For the first time in my life I'm actually comfortable, I know I can pay all my bills on time, I've eliminated most of my debt and if an emergency happens it would suck but I have enough saved it wouldn't crush me. I actually have enough money I can do things to improve my quality of life. I've had times in my life where I was homeless and years where the only food I could really afford was rice and beans. I'm just now realizing the scars they've left on me.
I still check dumpsters for salvageable furniture. I have trouble buying cloths aren't second hand or at least on clearance. I can't spend even $15 to see a movie more then once every two or three months. Even though everything is taken care of financially I can never let my self really relax. My wife who went through similar conditions still uses razor blades that are dull enough they cut her because she can't bring her self to spend $4 on on a new blade.

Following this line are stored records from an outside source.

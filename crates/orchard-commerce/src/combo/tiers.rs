//! Quantity-tiered combo discount.

use crate::error::CommerceError;
use serde::{Deserialize, Serialize};

/// One step of the discount: at least `min_quantity` units earns
/// `percentage` percent off the subtotal.
#[derive(Debug, Clone, Copy, PartialEq, Eq, Serialize, Deserialize)]
pub struct DiscountTier {
    pub min_quantity: u32,
    pub percentage: u32,
}

impl DiscountTier {
    pub const fn new(min_quantity: u32, percentage: u32) -> Self {
        Self {
            min_quantity,
            percentage,
        }
    }
}

/// Hint for the builder: how far the combo is from the next step.
#[derive(Debug, Clone, Copy, PartialEq, Eq, Serialize)]
pub struct NextTier {
    pub tier: DiscountTier,
    pub units_needed: u32,
}

/// The discount step function, thresholds sorted highest first.
#[derive(Debug, Clone, PartialEq, Eq, Serialize, Deserialize)]
#[serde(try_from = "Vec<DiscountTier>", into = "Vec<DiscountTier>")]
pub struct DiscountTiers {
    tiers: Vec<DiscountTier>,
}

const STANDARD_TIERS: [DiscountTier; 3] = [
    DiscountTier::new(10, 15),
    DiscountTier::new(7, 10),
    DiscountTier::new(5, 6),
];

impl DiscountTiers {
    /// Build a tier table. Thresholds must be positive and distinct and
    /// percentages at most 100; input order does not matter.
    pub fn new(mut tiers: Vec<DiscountTier>) -> Result<Self, CommerceError> {
        for tier in &tiers {
            if tier.min_quantity == 0 {
                return Err(CommerceError::InvalidDiscountTier(
                    "min_quantity must be at least 1".to_string(),
                ));
            }
            if tier.percentage > 100 {
                return Err(CommerceError::InvalidDiscountTier(format!(
                    "{}% off for {}+ items exceeds 100%",
                    tier.percentage, tier.min_quantity
                )));
            }
        }

        tiers.sort_by(|a, b| b.min_quantity.cmp(&a.min_quantity));
        if let Some(pair) = tiers
            .windows(2)
            .find(|w| w[0].min_quantity == w[1].min_quantity)
        {
            return Err(CommerceError::InvalidDiscountTier(format!(
                "threshold {} listed twice",
                pair[0].min_quantity
            )));
        }

        Ok(Self { tiers })
    }

    /// The storefront's standard table: 10+ items 15%, 7+ items 10%,
    /// 5+ items 6%.
    pub fn standard() -> Self {
        Self {
            tiers: STANDARD_TIERS.to_vec(),
        }
    }

    /// Tiers, highest threshold first.
    pub fn tiers(&self) -> &[DiscountTier] {
        &self.tiers
    }

    /// Percentage earned by `total_quantity` units.
    pub fn percentage_for(&self, total_quantity: u32) -> u32 {
        self.tiers
            .iter()
            .find(|t| total_quantity >= t.min_quantity)
            .map(|t| t.percentage)
            .unwrap_or(0)
    }

    /// The lowest tier that would raise the current percentage.
    pub fn next_tier(&self, total_quantity: u32) -> Option<NextTier> {
        let current = self.percentage_for(total_quantity);
        self.tiers
            .iter()
            .rev()
            .find(|t| t.min_quantity > total_quantity && t.percentage > current)
            .map(|t| NextTier {
                tier: *t,
                units_needed: t.min_quantity - total_quantity,
            })
    }
}

impl Default for DiscountTiers {
    fn default() -> Self {
        Self::standard()
    }
}

impl TryFrom<Vec<DiscountTier>> for DiscountTiers {
    type Error = CommerceError;

    fn try_from(tiers: Vec<DiscountTier>) -> Result<Self, Self::Error> {
        Self::new(tiers)
    }
}

impl From<DiscountTiers> for Vec<DiscountTier> {
    fn from(tiers: DiscountTiers) -> Self {
        tiers.tiers
    }
}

The scars are real and I doubt they'll go away any time soon. I'm sure some of my comrades here have gone through something similar but people who have never been through that level of poverty just can't seem to understand at all. Not sure why but I felt the need to express these feelings to people who actually can understand
When you're poor you learn how to trade comfort for security, even hurting yourself in exchange for capital. Luxury can feel dangerous, even though it's not really luxury at all; it's just normal living.
Also, you should work on some of those habits, but taking furniture out of the dumpster is objectively correct and you shouldn't feel self conscious about it.
Yeah when my wife or I recognize them in the other we try to help, I buy her razors she gets my cloths ect.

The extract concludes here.